** WORK INSTRUCTIONS **
For each entry that follows, produce an exact copy.

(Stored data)
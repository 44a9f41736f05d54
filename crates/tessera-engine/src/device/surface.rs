use winit::dpi::PhysicalSize;

use super::SurfaceErrorAction;

pub(crate) fn choose_surface_format(
    caps: &wgpu::SurfaceCapabilities,
    prefer_srgb: bool,
) -> Option<wgpu::TextureFormat> {
    if caps.formats.is_empty() {
        return None;
    }

    if prefer_srgb {
        if let Some(f) = caps.formats.iter().copied().find(|f| f.is_srgb()) {
            return Some(f);
        }
    }

    Some(caps.formats[0])
}

pub(crate) fn choose_alpha_mode(
    caps: &wgpu::SurfaceCapabilities,
    requested: Option<wgpu::CompositeAlphaMode>,
) -> wgpu::CompositeAlphaMode {
    requested
        .filter(|m| caps.alpha_modes.contains(m))
        .or_else(|| caps.alpha_modes.first().copied())
        .unwrap_or(wgpu::CompositeAlphaMode::Auto)
}

pub(crate) fn choose_present_mode(
    caps: &wgpu::SurfaceCapabilities,
    requested: wgpu::PresentMode,
) -> wgpu::PresentMode {
    if caps.present_modes.contains(&requested) {
        requested
    } else {
        wgpu::PresentMode::Fifo
    }
}

/// Maps an acquisition error to an action, reconfiguring when the surface
/// was lost or outdated and the window still has an area.
pub(crate) fn map_surface_error(
    surface: &wgpu::Surface,
    device: &wgpu::Device,
    config: &wgpu::SurfaceConfiguration,
    size: PhysicalSize<u32>,
    err: wgpu::SurfaceError,
) -> SurfaceErrorAction {
    match err {
        wgpu::SurfaceError::Lost | wgpu::SurfaceError::Outdated => {
            if size.width > 0 && size.height > 0 {
                surface.configure(device, config);
            }
            SurfaceErrorAction::Reconfigured
        }
        wgpu::SurfaceError::OutOfMemory => SurfaceErrorAction::Fatal,
        wgpu::SurfaceError::Timeout => SurfaceErrorAction::SkipFrame,
        wgpu::SurfaceError::Other => SurfaceErrorAction::SkipFrame,
    }
}

#[cfg(test)]
mod tests {
    use super::*;

    fn caps(formats: &[wgpu::TextureFormat]) -> wgpu::SurfaceCapabilities {
        wgpu::SurfaceCapabilities {
            formats: formats.to_vec(),
            present_modes: vec![wgpu::PresentMode::Fifo, wgpu::PresentMode::Mailbox],
            alpha_modes: vec![wgpu::CompositeAlphaMode::Opaque],
            ..Default::default()
        }
    }

    #[test]
    fn prefers_srgb_when_asked() {
        let c = caps(&[
            wgpu::TextureFormat::Bgra8Unorm,
            wgpu::TextureFormat::Bgra8UnormSrgb,
        ]);
        assert_eq!(choose_surface_format(&c, true), Some(wgpu::TextureFormat::Bgra8UnormSrgb));
        assert_eq!(choose_surface_format(&c, false), Some(wgpu::TextureFormat::Bgra8Unorm));
    }

    #[test]
    fn falls_back_to_first_format() {
        let c = caps(&[wgpu::TextureFormat::Rgba16Float]);
        assert_eq!(choose_surface_format(&c, true), Some(wgpu::TextureFormat::Rgba16Float));
    }

    #[test]
    fn no_formats_is_none() {
        assert_eq!(choose_surface_format(&caps(&[]), true), None);
    }

    #[test]
    fn unsupported_alpha_mode_falls_back() {
        let c = caps(&[]);
        assert_eq!(
            choose_alpha_mode(&c, Some(wgpu::CompositeAlphaMode::PreMultiplied)),
            wgpu::CompositeAlphaMode::Opaque
        );
        assert_eq!(choose_alpha_mode(&c, None), wgpu::CompositeAlphaMode::Opaque);
    }

    #[test]
    fn unsupported_present_mode_falls_back_to_fifo() {
        let c = caps(&[]);
        assert_eq!(
            choose_present_mode(&c, wgpu::PresentMode::Immediate),
            wgpu::PresentMode::Fifo
        );
        assert_eq!(
            choose_present_mode(&c, wgpu::PresentMode::Mailbox),
            wgpu::PresentMode::Mailbox
        );
    }
}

** RESPONSE TO THIS EXERCISE **
repository 44a9f41736f05d54
filename crates/tessera-engine/src/device/surface.rs
use winit::dpi::PhysicalSize;

use super::SurfaceErrorAction;

pub(crate) fn choose_surface_format(
    caps: &wgpu::SurfaceCapabilities,
    prefer_srgb: bool,
) -> Option<wgpu::TextureFormat> {
    if caps.formats.is_empty() {
        return None;
    }

    if prefer_srgb {
        if let Some(f) = caps.formats.iter().copied().find(|f| f.is_srgb()) {
            return Some(f);
        }
    }

    Some(caps.formats[0])
}

pub(crate) fn choose_alpha_mode(
    caps: &wgpu::SurfaceCapabilities,
    requested: Option<wgpu::CompositeAlphaMode>,
) -> wgpu::CompositeAlphaMode {
    requested
        .filter(|m| caps.alpha_modes.contains(m))
        .or_else(|| caps.alpha_modes.first().copied())
        .unwrap_or(wgpu::CompositeAlphaMode::Auto)
}

pub(crate) fn choose_present_mode(
    caps: &wgpu::SurfaceCapabilities,
    requested: wgpu::PresentMode,
) -> wgpu::PresentMode {
    if caps.present_modes.contains(&requested) {
        requested
    } else {
        wgpu::PresentMode::Fifo
    }
}

/// Maps an acquisition error to an action, reconfiguring when the surface
/// was lost or outdated and the window still has an area.
pub(crate) fn map_surface_error(
    surface: &wgpu::Surface,
    device: &wgpu::Device,
    config: &wgpu::SurfaceConfiguration,
    size: PhysicalSize<u32>,
    err: wgpu::SurfaceError,
) -> SurfaceErrorAction {
    match err {
        wgpu::SurfaceError::Lost | wgpu::SurfaceError::Outdated => {
            if size.width > 0 && size.height > 0 {
                surface.configure(device, config);
            }
            SurfaceErrorAction::Reconfigured
        }
        wgpu::SurfaceError::OutOfMemory => SurfaceErrorAction::Fatal,
        wgpu::SurfaceError::Timeout => SurfaceErrorAction::SkipFrame,
        wgpu::SurfaceError::Other => SurfaceErrorAction::SkipFrame,
    }
}

#[cfg(test)]
mod tests {
    use super::*;

    fn caps(formats: &[wgpu::TextureFormat]) -> wgpu::SurfaceCapabilities {
        wgpu::SurfaceCapabilities {
            formats: formats.to_vec(),
            present_modes: vec![wgpu::PresentMode::Fifo, wgpu::PresentMode::Mailbox],
            alpha_modes: vec![wgpu::CompositeAlphaMode::Opaque],
            ..Default::default()
        }
    }

    #[test]
    fn prefers_srgb_when_asked() {
        let c = caps(&[
            wgpu::TextureFormat::Bgra8Unorm,
            wgpu::TextureFormat::Bgra8UnormSrgb,
        ]);
        assert_eq!(choose_surface_format(&c, true), Some(wgpu::TextureFormat::Bgra8UnormSrgb));
        assert_eq!(choose_surface_format(&c, false), Some(wgpu::TextureFormat::Bgra8Unorm));
    }

    #[test]
    fn falls_back_to_first_format() {
        let c = caps(&[wgpu::TextureFormat::Rgba16Float]);
        assert_eq!(choose_surface_format(&c, true), Some(wgpu::TextureFormat::Rgba16Float));
    }

    #[test]
    fn no_formats_is_none() {
        assert_eq!(choose_surface_format(&caps(&[]), true), None);
    }

    #[test]
    fn unsupported_alpha_mode_falls_back() {
        let c = caps(&[]);
        assert_eq!(
            choose_alpha_mode(&c, Some(wgpu::CompositeAlphaMode::PreMultiplied)),
            wgpu::CompositeAlphaMode::Opaque
        );
        assert_eq!(choose_alpha_mode(&c, None), wgpu::CompositeAlphaMode::Opaque);
    }

    #[test]
    fn unsupported_present_mode_falls_back_to_fifo() {
        let c = caps(&[]);
        assert_eq!(
            choose_present_mode(&c, wgpu::PresentMode::Immediate),
            wgpu::PresentMode::Fifo
        );
        assert_eq!(
            choose_present_mode(&c, wgpu::PresentMode::Mailbox),
            wgpu::PresentMode::Mailbox
        );
    }
}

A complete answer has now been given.